= Beginning of Section =

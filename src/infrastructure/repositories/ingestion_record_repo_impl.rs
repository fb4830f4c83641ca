// Copyright (c) 2025 Kirky.X
//
// Licensed under the MIT License
// See LICENSE file in the project root for full license information.

use crate::domain::models::ingestion_record::IngestionRecord;
use crate::domain::repositories::ingestion_record_repository::{
    IngestionRecordRepository, RepositoryError,
};
use crate::infrastructure::database::entities::ingestion_record as record_entity;
use async_trait::async_trait;
use sea_orm::*;
use std::sync::Arc;

/// 摄取记录仓库实现
pub struct IngestionRecordRepositoryImpl {
    /// 数据库连接
    db: Arc<DatabaseConnection>,
}

impl IngestionRecordRepositoryImpl {
    /// 创建新的摄取记录仓库实例
    ///
    /// # 参数
    ///
    /// * `db` - 数据库连接
    pub fn new(db: Arc<DatabaseConnection>) -> Self {
        Self { db }
    }
}

impl From<record_entity::Model> for IngestionRecord {
    fn from(m: record_entity::Model) -> Self {
        Self {
            id: m.id,
            s3_url: m.s3_url,
            uuid: m.uuid,
            ingested_date: m.ingested_date,
            file_size: m.file_size,
            checksum: m.checksum,
            job_start_time: m.job_start_time,
            job_end_time: m.job_end_time,
            records_count: m.records_count,
        }
    }
}

#[async_trait]
impl IngestionRecordRepository for IngestionRecordRepositoryImpl {
    async fn insert(&self, record: &IngestionRecord) -> Result<IngestionRecord, RepositoryError> {
        let model = record_entity::ActiveModel {
            id: Set(record.id),
            s3_url: Set(record.s3_url.clone()),
            uuid: Set(record.uuid.clone()),
            ingested_date: Set(record.ingested_date),
            file_size: Set(record.file_size),
            checksum: Set(record.checksum.clone()),
            job_start_time: Set(record.job_start_time),
            job_end_time: Set(record.job_end_time),
            records_count: Set(record.records_count),
        };

        model.insert(self.db.as_ref()).await?;
        Ok(record.clone())
    }

    async fn find_by_job_id(
        &self,
        job_id: &str,
    ) -> Result<Option<IngestionRecord>, RepositoryError> {
        let model = record_entity::Entity::find()
            .filter(record_entity::Column::Uuid.eq(job_id))
            .order_by_desc(record_entity::Column::IngestedDate)
            .one(self.db.as_ref())
            .await?;

        Ok(model.map(Into::into))
    }

    async fn list(&self, limit: u64, offset: u64) -> Result<Vec<IngestionRecord>, RepositoryError> {
        let models = record_entity::Entity::find()
            .order_by_desc(record_entity::Column::IngestedDate)
            .limit(limit)
            .offset(offset)
            .all(self.db.as_ref())
            .await?;

        Ok(models.into_iter().map(Into::into).collect())
    }
}

#[cfg(test)]
mod tests {
    use super::*;
    use migration::{Migrator, MigratorTrait};
    use sea_orm::Database;

    async fn setup_repo() -> IngestionRecordRepositoryImpl {
        let db = Database::connect("sqlite::memory:").await.unwrap();
        Migrator::up(&db, None).await.unwrap();
        IngestionRecordRepositoryImpl::new(Arc::new(db))
    }

    fn record(job_id: &str, ingested_date: i64) -> IngestionRecord {
        IngestionRecord::new(
            format!("s3://bucket/{job_id}.json.gz"),
            job_id,
            ingested_date,
            1024,
            "abc123",
            ingested_date - 50,
            ingested_date - 10,
            42,
        )
    }

    #[tokio::test]
    async fn test_insert_and_find_latest_by_job_id() {
        let repo = setup_repo().await;
        repo.insert(&record("job-1", 1_000)).await.unwrap();
        let latest = repo.insert(&record("job-1", 2_000)).await.unwrap();
        repo.insert(&record("job-2", 3_000)).await.unwrap();

        let found = repo.find_by_job_id("job-1").await.unwrap().unwrap();
        assert_eq!(found, latest);
        assert_eq!(found.duration_ms(), 40);
        assert!(repo.find_by_job_id("missing").await.unwrap().is_none());
    }

    #[tokio::test]
    async fn test_list_is_newest_first_and_paged() {
        let repo = setup_repo().await;
        for (i, job) in ["a", "b", "c"].iter().enumerate() {
            repo.insert(&record(job, (i as i64 + 1) * 100)).await.unwrap();
        }

        let first_page = repo.list(2, 0).await.unwrap();
        assert_eq!(
            first_page.iter().map(|r| r.uuid.as_str()).collect::<Vec<_>>(),
            vec!["c", "b"]
        );
        let second_page = repo.list(2, 2).await.unwrap();
        assert_eq!(second_page.len(), 1);
        assert_eq!(second_page[0].uuid, "a");
    }
}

= End of Section =

WHAT NEEDS TO BE DONE: Every record, word for word, must be returned.

SOLUTION:
filename src/infrastructure/repositories/ingestion_record_repo_impl.rs
repository fb4830f4c83641ca
// Copyright (c) 2025 Kirky.X
//
// Licensed under the MIT License
// See LICENSE file in the project root for full license information.

use crate::domain::models::ingestion_record::IngestionRecord;
use crate::domain::repositories::ingestion_record_repository::{
    IngestionRecordRepository, RepositoryError,
};
use crate::infrastructure::database::entities::ingestion_record as record_entity;
use async_trait::async_trait;
use sea_orm::*;
use std::sync::Arc;

/// 摄取记录仓库实现
pub struct IngestionRecordRepositoryImpl {
    /// 数据库连接
    db: Arc<DatabaseConnection>,
}

impl IngestionRecordRepositoryImpl {
    /// 创建新的摄取记录仓库实例
    ///
    /// # 参数
    ///
    /// * `db` - 数据库连接
    pub fn new(db: Arc<DatabaseConnection>) -> Self {
        Self { db }
    }
}

impl From<record_entity::Model> for IngestionRecord {
    fn from(m: record_entity::Model) -> Self {
        Self {
            id: m.id,
            s3_url: m.s3_url,
            uuid: m.uuid,
            ingested_date: m.ingested_date,
            file_size: m.file_size,
            checksum: m.checksum,
            job_start_time: m.job_start_time,
            job_end_time: m.job_end_time,
            records_count: m.records_count,
        }
    }
}

#[async_trait]
impl IngestionRecordRepository for IngestionRecordRepositoryImpl {
    async fn insert(&self, record: &IngestionRecord) -> Result<IngestionRecord, RepositoryError> {
        let model = record_entity::ActiveModel {
            id: Set(record.id),
            s3_url: Set(record.s3_url.clone()),
            uuid: Set(record.uuid.clone()),
            ingested_date: Set(record.ingested_date),
            file_size: Set(record.file_size),
            checksum: Set(record.checksum.clone()),
            job_start_time: Set(record.job_start_time),
            job_end_time: Set(record.job_end_time),
            records_count: Set(record.records_count),
        };

        model.insert(self.db.as_ref()).await?;
        Ok(record.clone())
    }

    async fn find_by_job_id(
        &self,
        job_id: &str,
    ) -> Result<Option<IngestionRecord>, RepositoryError> {
        let model = record_entity::Entity::find()
            .filter(record_entity::Column::Uuid.eq(job_id))
            .order_by_desc(record_entity::Column::IngestedDate)
            .one(self.db.as_ref())
            .await?;

        Ok(model.map(Into::into))
    }

    async fn list(&self, limit: u64, offset: u64) -> Result<Vec<IngestionRecord>, RepositoryError> {
        let models = record_entity::Entity::find()
            .order_by_desc(record_entity::Column::IngestedDate)
            .limit(limit)
            .offset(offset)
            .all(self.db.as_ref())
            .await?;

        Ok(models.into_iter().map(Into::into).collect())
    }
}

#[cfg(test)]
mod tests {
    use super::*;
    use migration::{Migrator, MigratorTrait};
    use sea_orm::Database;

    async fn setup_repo() -> IngestionRecordRepositoryImpl {
        let db = Database::connect("sqlite::memory:").await.unwrap();
        Migrator::up(&db, None).await.unwrap();
        IngestionRecordRepositoryImpl::new(Arc::new(db))
    }

    fn record(job_id: &str, ingested_date: i64) -> IngestionRecord {
        IngestionRecord::new(
            format!("s3://bucket/{job_id}.json.gz"),
            job_id,
            ingested_date,
            1024,
            "abc123",
            ingested_date - 50,
            ingested_date - 10,
            42,
        )
    }

    #[tokio::test]
    async fn test_insert_and_find_latest_by_job_id() {
        let repo = setup_repo().await;
        repo.insert(&record("job-1", 1_000)).await.unwrap();
        let latest = repo.insert(&record("job-1", 2_000)).await.unwrap();
        repo.insert(&record("job-2", 3_000)).await.unwrap();

        let found = repo.find_by_job_id("job-1").await.unwrap().unwrap();
        assert_eq!(found, latest);
        assert_eq!(found.duration_ms(), 40);
        assert!(repo.find_by_job_id("missing").await.unwrap().is_none());
    }

    #[tokio::test]
    async fn test_list_is_newest_first_and_paged() {
        let repo = setup_repo().await;
        for (i, job) in ["a", "b", "c"].iter().enumerate() {
            repo.insert(&record(job, (i as i64 + 1) * 100)).await.unwrap();
        }

        let first_page = repo.list(2, 0).await.unwrap();
        assert_eq!(
            first_page.iter().map(|r| r.uuid.as_str()).collect::<Vec<_>>(),
            vec!["c", "b"]
        );
        let second_page = repo.list(2, 2).await.unwrap();
        assert_eq!(second_page.len(), 1);
        assert_eq!(second_page[0].uuid, "a");
    }
}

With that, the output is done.